I have to create a KeyStore with a certificate already available in another KeyStore. But when I import that certificate, it is added as a trusted cert entry in the new Keystore.

I have a similar Keystore that works fine. If I do a copy of that Keystore and import it in my Keystore, I'd see that I have 2 private key entry, mine and that of the old Keystore. If I delete my private key and leave the old key, it works.

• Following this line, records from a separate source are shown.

impl Drop for NotifyGuard {
    fn drop(&mut self) {
        NOTIFYING.with(|active| {
            let mut active = active.borrow_mut();
            if let Some(pos) = active.iter().rposition(|key| *key == self.0) {
                active.remove(pos);
            }
        });
    }
}

/// Session-lifetime theme store
///
/// Construct one per session and share it via `Arc`. Tests construct fresh
/// isolated instances.
pub struct ThemeStore {
    state: Mutex<ThemeState>,
    listeners: Mutex<ListenerRegistry>,
    updates: broadcast::Sender<ThemeState>,
    preferences: Arc<dyn PreferenceStore>,
    table: ThemeTable,
}

impl ThemeStore {
    /// Create a store with the built-in theme table
    pub fn new(preferences: Arc<dyn PreferenceStore>) -> Self {
        Self::with_table(preferences, ThemeTable::builtin())
    }

    /// Create a store with a custom theme table
    pub fn with_table(preferences: Arc<dyn PreferenceStore>, table: ThemeTable) -> Self {
        let display_mode = load_display_mode(preferences.as_ref());
        let state = ThemeState::initial(display_mode, &table);

        tracing::debug!(display_mode = %display_mode, "Theme store initialized");

        let listeners = ListenerRegistry::new(DEFAULT_BROADCAST_CAPACITY);
        let updates = listeners.sender();

        Self {
            state: Mutex::new(state),
            listeners: Mutex::new(listeners),
            updates,
            preferences,
            table,
        }
    }

    /// Synchronous snapshot of the current state
    pub fn state(&self) -> ThemeState {
        self.lock_state().clone()
    }

    pub fn display_mode(&self) -> DisplayMode {
        self.lock_state().display_mode
    }

    pub fn mood_state(&self) -> MoodState {
        self.lock_state().mood_state
    }

    pub fn mood_score(&self) -> Option<MoodScore> {
        self.lock_state().mood_score
    }

    pub fn bundle(&self) -> ThemeBundle {
        self.lock_state().bundle.clone()
    }

    pub fn table(&self) -> &ThemeTable {
        &self.table
    }

    /// Switch display mode and persist it. Setting the current mode is a no-op.
    pub fn set_display_mode(&self, mode: DisplayMode) {
        self.transition(|state| {
            if state.display_mode == mode {
                return false;
            }
            state.display_mode = mode;
            true
        });
    }

    /// Parse and apply a display mode string
    ///
    /// Unrecognized strings are reported and leave the store untouched.
    pub fn set_display_mode_str(&self, mode: &str) -> ThemeResult<()> {
        match mode.parse::<DisplayMode>() {
            Ok(mode) => {
                self.set_display_mode(mode);
                Ok(())
            }
            Err(e) => {
                tracing::warn!(mode = %mode, "Ignoring invalid display mode");
                Err(e)
            }
        }
    }

    /// Replace the current score and reclassify
    pub fn set_mood_score(&self, score: MoodScore) {
        if !score.overall.is_finite() {
            tracing::warn!(
                overall = score.overall,
                "Non-finite mood score, classifying as {}",
                score.mood()
            );
        }

        self.transition(|state| {
            if state.mood_score.is_some_and(|current| current.same_as(&score)) {
                return false;
            }
            state.mood_score = Some(score);
            true
        });
    }

    /// Register a listener
    ///
    /// The listener is called once immediately with the current state, then
    /// after every transition. A listener registered from inside another
    /// listener of the same store is dropped with a warning.
    pub fn subscribe(&self, listener: impl StateListener + 'static) -> ListenerId {
        let mut listener: Box<dyn StateListener> = Box::new(listener);

        if self.is_notifying("subscribe") {
            return ListenerId::new();
        }

        let state = self.lock_state();
        let snapshot = state.clone();
        let mut listeners = self.lock_listeners();
        drop(state);

        {
            let _guard = NotifyGuard::enter(self);
            listener.on_state(&snapshot);
        }
        listeners.register(listener)
    }

    /// Remove a listener; returns false if the ID was unknown
    pub fn unsubscribe(&self, id: &str) -> bool {
        if self.is_notifying("unsubscribe") {
            return false;
        }
        self.lock_listeners().unregister(id)
    }

    /// Receiver for async consumers. Lagging receivers skip to newer states.
    pub fn watch(&self) -> broadcast::Receiver<ThemeState> {
        self.updates.subscribe()
    }

    /// Number of registered listeners; 0 when asked from inside a listener
    pub fn listener_count(&self) -> usize {
        if self.is_notifying("listener_count") {
            return 0;
        }
        self.lock_listeners().len()
    }

    /// Apply one transition. `update` returns false when nothing changed.
    fn transition(&self, update: impl FnOnce(&mut ThemeState) -> bool) {
        if self.is_notifying("transition") {
            return;
        }

        let mut state = self.lock_state();
        let previous_mode = state.display_mode;

        if !update(&mut state) {
            return;
        }

        state.rederive(&self.table);
        state.revision += 1;

        if state.display_mode != previous_mode {
            self.persist(state.display_mode);
        }

        tracing::debug!(
            revision = state.revision,
            display_mode = %state.display_mode,
            mood = %state.mood_state,
            "Theme transition"
        );

        // Take the listener lock before releasing state so deliveries keep
        // transition order.
        let snapshot = state.clone();
        let mut listeners = self.lock_listeners();
        drop(state);

        let _guard = NotifyGuard::enter(self);
        listeners.notify(&snapshot);
    }

    fn key(&self) -> usize {
        self as *const Self as usize
    }

    /// True when this thread is inside one of this store's listeners. The
    /// listener lock is held there, so the call is refused.
    fn is_notifying(&self, operation: &'static str) -> bool {
        let key = self.key();
        let reentrant = NOTIFYING.with(|active| active.borrow().contains(&key));
        if reentrant {
            tracing::warn!(operation, "Theme listener called back into its store, ignoring");
        }
        reentrant
    }

    fn persist(&self, mode: DisplayMode) {
        if let Err(e) = self.preferences.set(DISPLAY_MODE_KEY, mode.as_str()) {
            tracing::warn!(error = %e, "Failed to persist display mode, keeping it in memory");
        }
    }

    fn lock_state(&self) -> MutexGuard<'_, ThemeState> {
        self.state.lock().unwrap_or_else(|poisoned| poisoned.into_inner())
    }

    fn lock_listeners(&self) -> MutexGuard<'_, ListenerRegistry> {
        self.listeners
            .lock()
            .unwrap_or_else(|poisoned| poisoned.into_inner())
    }
}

My question is "how to export the certificate of old Keystore and use it in my new Keystore".

Thanks!

SuleymanSah
  • 17,153
  • 5
  • 33
  • 54
EAbdellah
  • 1
  • 1
    You've already done it. You can't just import the certificate by itself. You need the private key. – user207421 Nov 19 '19 at 11:02
  • 1
    Just to give you clarification, this is the steps. 1) You create a public and private key. 2) You create a CSR with the public key and other parameters such as subject, subject alternative name etc... 3) You submit this CSR to a Certificate Authority which digitally signs that public key, and provides you with the certificate. 4) Now, you need to import the certificate and appropriate private key into the KeyStore. So, in your case, you are using a certificate with inappropriate private key. – Saravana Kumar Nov 19 '19 at 11:13
  • Are you doing this process with keytool/ openssl or programmatically? – Saravana Kumar Nov 19 '19 at 11:17
  • @imrsk with Keytool – EAbdellah Nov 19 '19 at 12:48
  • @user207421 this is the process with openSSL ? – EAbdellah Nov 19 '19 at 12:49
  • 1
    If possible, follow my previous comment. Start the whole process again. As I told earlier, you cannot use a private key of a certificate with a different certificate. Because, the public key and private key will not mathematically match. So, if you are trying to do this, it is never going to happen. Else if you want to import the cert and the appropriate key to a new keystore and use it, then follow this https://stackoverflow.com/questions/16397858/how-to-extract-private-key-from-pfx-file-using-openssl – Saravana Kumar Nov 19 '19 at 13:00
  • I didn't give you any process. The process @imrsk gave you is for the keytool, which is what you told him you were using. So why are you now asking about OpenSSL? – user207421 Nov 19 '19 at 23:24
  • @AbdellahElachhab, See Berk D Demir's answer here [how to export cer from pfx](https://stackoverflow.com/questions/403174/convert-pfx-to-cer). After that, see [how to export the private key from pfx](https://stackoverflow.com/questions/16397858/how-to-extract-private-key-from-pfx-file-using-openssl). Then with private key and cert files in hand, you could create a new Keystore. – Saravana Kumar Nov 20 '19 at 05:11

0 Answers0